Saturday, April 07, 2007

Bounce While You Can

We had breakfast at Bob Evan's. A turkey and spinach omelet that left me hungry for more. Great service, fantastic food, low price. The American dream! Sadly, Cindy could barely eat. Something unfriendly has crept into her belly and taken up residence. Had to happen when we're half a day from home?

Next to the restaurant was a smallish mall dedicated to All Things Christmas. (Helped that we were bundled in our coats and still giddy from our snowball siege.) A miniature steam engine chugging along the crown moulding. Tons of holiday ornaments. An army of miniatures. Mile upon mile of lights. Even a guitar playing Santa Claus that sang to the kids and posed for pictures. I'm not a big fan of the holidays, but I enjoyed the sights and had a good time with the kids as they explored and experiment with all the different gadgets.

In the late morning, we trek to Ripley's Believe It Or Not Aquarium. The cold is now compounded by rain. And while I'm able to drop My Bride and The Kids off at the front door, I have to park then walk two blocks down the way. I couldn't feel my nose after one block. And it is APRIL! But the frostbite was worth the price of admission. The kids played with a remote-controlled Mars Rover. I snuck us into a private class about sharks (where MEG tried to run the show!) We played with live horseshoe crabs. There would spacesuits. The power went out. And we nearly caught our own sting ray!

Cindy's stomach continued to act up and we cancelled our dinner plans, but opted for a light meal at Burger King. The cashier was a young man on clutches. He didn't seem too adept with them. "I hope your leg gets better," I nearly said as he handed me my change. Then I noticed his left pant leg. He didn't actually have a leg. And there were horrible scars on the inside of his left arm. At first I assumed it was a car wreck. But the more thought I gave it, the more I came to believe he had returned from a tour in Iraq. And the best we could do for him was a job charging for Happy Meals. No tickertape parade. Maybe just a purple heart, a pat on the back, and an application for Burger King.

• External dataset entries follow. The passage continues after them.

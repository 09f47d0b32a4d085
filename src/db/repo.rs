//! Raw sales row store.
//!
//! Rows are kept exactly as received (JSON) and normalized on the way out,
//! so a change to the normalizer applies to historical data as well. A
//! few columns are lifted out of the payload for range/platform queries.

use crate::domain::{DateRange, Platform, SaleRecord, TimeMs};
use crate::normalize::{normalize_row, RawRow};
use sha2::{Digest, Sha256};
use sqlx::sqlite::SqlitePool;
use sqlx::Row;
use tracing::warn;

/// Stable key for a raw row.
///
/// Priority: platform + action + row id (if present) > hash of the
/// canonical JSON. Platforms report refunds and chargebacks under the
/// id of the original sale, so the action is part of the key.
pub fn compute_row_key(row: &RawRow) -> String {
    row_key_for(&normalize_row(row), row)
}

fn row_key_for(record: &SaleRecord, row: &RawRow) -> String {
    if let Some(id) = record.id.as_deref() {
        return format!(
            "id:{}:{}:{}",
            record.platform.as_str(),
            record.action_type.as_str(),
            id
        );
    }

    // serde_json maps are key-ordered, so the serialization is canonical.
    let canonical = serde_json::Value::Object(row.clone()).to_string();
    let hash = Sha256::digest(canonical.as_bytes());
    format!("hash:{}", hex::encode(&hash[..16]))
}

/// Repository for raw sales rows.
pub struct Repository {
    pool: SqlitePool,
}

impl Repository {
    pub fn new(pool: SqlitePool) -> Self {
        Repository { pool }
    }

    /// Insert rows idempotently in a single transaction.
    ///
    /// Returns the number of newly inserted rows (duplicates are skipped).
    ///
    /// # Errors
    /// Returns an error if the transaction fails.
    pub async fn insert_rows_batch(&self, rows: &[RawRow]) -> Result<usize, sqlx::Error> {
        if rows.is_empty() {
            return Ok(0);
        }

        let created_at = TimeMs::now().as_i64();
        let mut inserted = 0usize;
        let mut tx = self.pool.begin().await?;

        for row in rows {
            let record = normalize_row(row);
            let result = sqlx::query(
                r#"
                INSERT INTO raw_sales (row_key, platform, action_type, time_ms, payload, created_at)
                VALUES (?, ?, ?, ?, ?, ?)
                ON CONFLICT(row_key) DO NOTHING
                "#,
            )
            .bind(row_key_for(&record, row))
            .bind(record.platform.as_str())
            .bind(record.action_type.as_str())
            .bind(record.transaction_date.map(|t| t.as_i64()))
            .bind(serde_json::Value::Object(row.clone()).to_string())
            .bind(created_at)
            .execute(&mut *tx)
            .await?;

            if result.rows_affected() > 0 {
                inserted += 1;
            }
        }

        tx.commit().await?;
        Ok(inserted)
    }

    /// Load raw rows, newest first.
    ///
    /// A bounded range excludes undated rows. Rows whose payload no
    /// longer parses are skipped with a warning.
    ///
    /// # Errors
    /// Returns an error if the query fails.
    pub async fn query_rows(
        &self,
        range: Option<DateRange>,
        platform: Option<&Platform>,
    ) -> Result<Vec<RawRow>, sqlx::Error> {
        let from_ms = range.map(|r| r.from.as_i64());
        let to_ms = range.map(|r| r.to.as_i64());
        let platform = platform.map(|p| p.as_str().to_string());

        let rows = sqlx::query(
            r#"
            SELECT row_key, payload
            FROM raw_sales
            WHERE (? IS NULL OR time_ms >= ?)
              AND (? IS NULL OR time_ms <= ?)
              AND (? IS NULL OR platform = ?)
            ORDER BY time_ms DESC, row_key ASC
            "#,
        )
        .bind(from_ms)
        .bind(from_ms)
        .bind(to_ms)
        .bind(to_ms)
        .bind(platform.as_deref())
        .bind(platform.as_deref())
        .fetch_all(&self.pool)
        .await?;

        let mut out = Vec::with_capacity(rows.len());
        for row in rows {
            let row_key: String = row.get("row_key");
            let payload: String = row.get("payload");
            match parse_payload(&payload) {
                Some(raw) => out.push(raw),
                None => warn!(row_key = %row_key, "skipping unreadable stored payload"),
            }
        }
        Ok(out)
    }

    /// Fetch a single raw row by key.
    ///
    /// # Errors
    /// Returns an error if the query fails.
    pub async fn get_row(&self, row_key: &str) -> Result<Option<RawRow>, sqlx::Error> {
        let row = sqlx::query("SELECT payload FROM raw_sales WHERE row_key = ?")
            .bind(row_key)
            .fetch_optional(&self.pool)
            .await?;

        Ok(row.and_then(|r| {
            let payload: String = r.get("payload");
            parse_payload(&payload)
        }))
    }

    /// Total number of stored rows.
    ///
    /// # Errors
    /// Returns an error if the query fails.
    pub async fn count_rows(&self) -> Result<i64, sqlx::Error> {
        let row = sqlx::query("SELECT COUNT(*) AS n FROM raw_sales")
            .fetch_one(&self.pool)
            .await?;
        Ok(row.get("n"))
    }
}

fn parse_payload(payload: &str) -> Option<RawRow> {
    match serde_json::from_str::<serde_json::Value>(payload) {
        Ok(serde_json::Value::Object(map)) => Some(map),
        _ => None,
    }
}
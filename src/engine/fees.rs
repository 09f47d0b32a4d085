//! Shared fee breakdown used by both the refund and net-sales paths.

use crate::domain::{Decimal, SaleRecord};
use serde::Serialize;

/// Deductions applied to a record's revenue.
#[derive(Debug, Clone, Copy, PartialEq, Eq, Default, Serialize)]
#[serde(rename_all = "camelCase")]
pub struct FeeBreakdown {
    /// `revenue × platform_tax`.
    pub platform_fee_percent: Decimal,
    /// Fixed per-transaction platform fee.
    pub platform_fee_fixed: Decimal,
    pub taxes: Decimal,
    /// Affiliate commission.
    pub commission: Decimal,
}

impl FeeBreakdown {
    /// `amount` minus every deduction.
    pub fn net_of(&self, amount: Decimal) -> Decimal {
        amount - self.commission - self.taxes - self.platform_fee_percent - self.platform_fee_fixed
    }
}

/// The percentage fee is taken on the signed revenue as stored.
pub fn compute_fee_breakdown(record: &SaleRecord) -> FeeBreakdown {
    FeeBreakdown {
        platform_fee_percent: record.revenue * record.platform_tax,
        platform_fee_fixed: record.platform_transaction_tax,
        taxes: record.taxes,
        commission: record.affiliate_commission,
    }
}
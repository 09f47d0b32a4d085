//! Lenient scalar coercion for raw JSON cells.

use crate::domain::{Decimal, TimeMs};
use chrono::{DateTime, NaiveDate, NaiveDateTime, Utc};
use serde_json::Value;

/// Outcome of reading a numeric cell.
#[derive(Debug, Clone, Copy, PartialEq, Eq)]
pub enum Coerced {
    Value(Decimal),
    /// Absent, null, or an empty string.
    Missing,
    /// Present but not a number.
    Malformed,
}

impl Coerced {
    pub fn or_zero(self) -> Decimal {
        match self {
            Coerced::Value(d) => d,
            Coerced::Missing | Coerced::Malformed => Decimal::zero(),
        }
    }
}

pub fn coerce_decimal(value: Option<&Value>) -> Coerced {
    match value {
        None | Some(Value::Null) => Coerced::Missing,
        Some(Value::Number(n)) => match Decimal::parse(&n.to_string()) {
            Ok(d) => Coerced::Value(d),
            Err(_) => Coerced::Malformed,
        },
        Some(Value::String(s)) => {
            let cleaned = s.trim().trim_start_matches('$').replace(',', "");
            if cleaned.is_empty() {
                return Coerced::Missing;
            }
            match Decimal::parse(&cleaned) {
                Ok(d) => Coerced::Value(d),
                Err(_) => Coerced::Malformed,
            }
        }
        Some(Value::Bool(_)) | Some(Value::Array(_)) | Some(Value::Object(_)) => {
            Coerced::Malformed
        }
    }
}

/// Read a cell as text. Numbers are rendered; blanks become `None`.
pub fn coerce_string(value: Option<&Value>) -> Option<String> {
    let text = match value? {
        Value::String(s) => s.trim().to_string(),
        Value::Number(n) => n.to_string(),
        Value::Bool(b) => b.to_string(),
        _ => return None,
    };
    (!text.is_empty()).then_some(text)
}

pub fn coerce_bool(value: Option<&Value>) -> bool {
    match value {
        Some(Value::Bool(b)) => *b,
        Some(Value::Number(n)) => n.as_f64().map(|f| f != 0.0).unwrap_or(false),
        Some(Value::String(s)) => matches!(
            s.trim().to_ascii_lowercase().as_str(),
            "true" | "1" | "yes" | "y" | "t"
        ),
        _ => false,
    }
}

/// Integers below this are taken as seconds rather than milliseconds.
const SECONDS_CUTOFF: i64 = 100_000_000_000;

/// Parse a timestamp cell as UTC.
///
/// Accepts epoch seconds/milliseconds, RFC 3339, `YYYY-MM-DD HH:MM:SS`
/// (with or without `T`) and bare dates. `Err(())` means the cell was
/// present but unreadable.
pub fn coerce_timestamp(value: Option<&Value>) -> Result<Option<TimeMs>, ()> {
    match value {
        None | Some(Value::Null) => Ok(None),
        Some(Value::Number(n)) => n.as_i64().map(from_epoch).map(Some).ok_or(()),
        Some(Value::String(s)) => {
            let s = s.trim();
            if s.is_empty() {
                return Ok(None);
            }
            // CSV exports carry epoch values as text.
            if let Ok(raw) = s.parse::<i64>() {
                return Ok(Some(from_epoch(raw)));
            }
            parse_timestamp_str(s).map(Some).ok_or(())
        }
        Some(_) => Err(()),
    }
}

fn from_epoch(raw: i64) -> TimeMs {
    if raw.abs() < SECONDS_CUTOFF {
        TimeMs::new(raw * 1000)
    } else {
        TimeMs::new(raw)
    }
}

fn parse_timestamp_str(s: &str) -> Option<TimeMs> {
    if let Ok(dt) = DateTime::parse_from_rfc3339(s) {
        return Some(TimeMs::from_datetime(dt.with_timezone(&Utc)));
    }
    // Postgres timestamptz text form, e.g. "2024-03-15 10:00:00+00".
    if let Ok(dt) = DateTime::parse_from_str(s, "%Y-%m-%d %H:%M:%S%.f%#z") {
        return Some(TimeMs::from_datetime(dt.with_timezone(&Utc)));
    }
    for fmt in ["%Y-%m-%d %H:%M:%S%.f", "%Y-%m-%dT%H:%M:%S%.f"] {
        if let Ok(naive) = NaiveDateTime::parse_from_str(s, fmt) {
            return Some(TimeMs::from_datetime(naive.and_utc()));
        }
    }
    if let Ok(date) = NaiveDate::parse_from_str(s, "%Y-%m-%d") {
        return date
            .and_hms_opt(0, 0, 0)
            .map(|naive| TimeMs::from_datetime(naive.and_utc()));
    }
    None
}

Then Meg breaks my trance. In her own very unique, very special way.

"Daddy, look at that girl," she tries to whisper. Of course whisper means the girl can clearly hear her and so can the people on the other side of the room.

I look up and meet her eyes.

"She's from Little People, Big World," Meg says in the exact instant I realize I'm looking at a Little Person.

The woman smiles. She's not a girl. And nods to me. I'm pretty much frozen in fear that she's going to pull out a gun and shoot me in the face. A deer in the headlights. Embarrassed and scared and looking for a quick escape route.

Instead, she nods and smiles to Meg, "Hi, darling," then continues to enjoy her meal. Diffuses the bomb like a trained professional. Silently acknowledging that she knows Meg was trying to be sweet about it.

Of course My Bride had to have "a talk" with My Daughter once we got into the car. But she's five. It is like having "a talk" with a pogo stick. She's just going to keep bouncing around the room no matter what you tell her.

I say: Keep bouncing, Meg. Bounce while you can, baby. Bounce while you can!

1 comment:

Amber said...

I don't know of a parent that doesn't have at least ONE story like that! One of mine was the tried and true "Do you have a baby in your belly like my Mommy?" question to a woman that was most definitely NOT pregnant.

Gotta love kids and their beautiful innocence, eh?!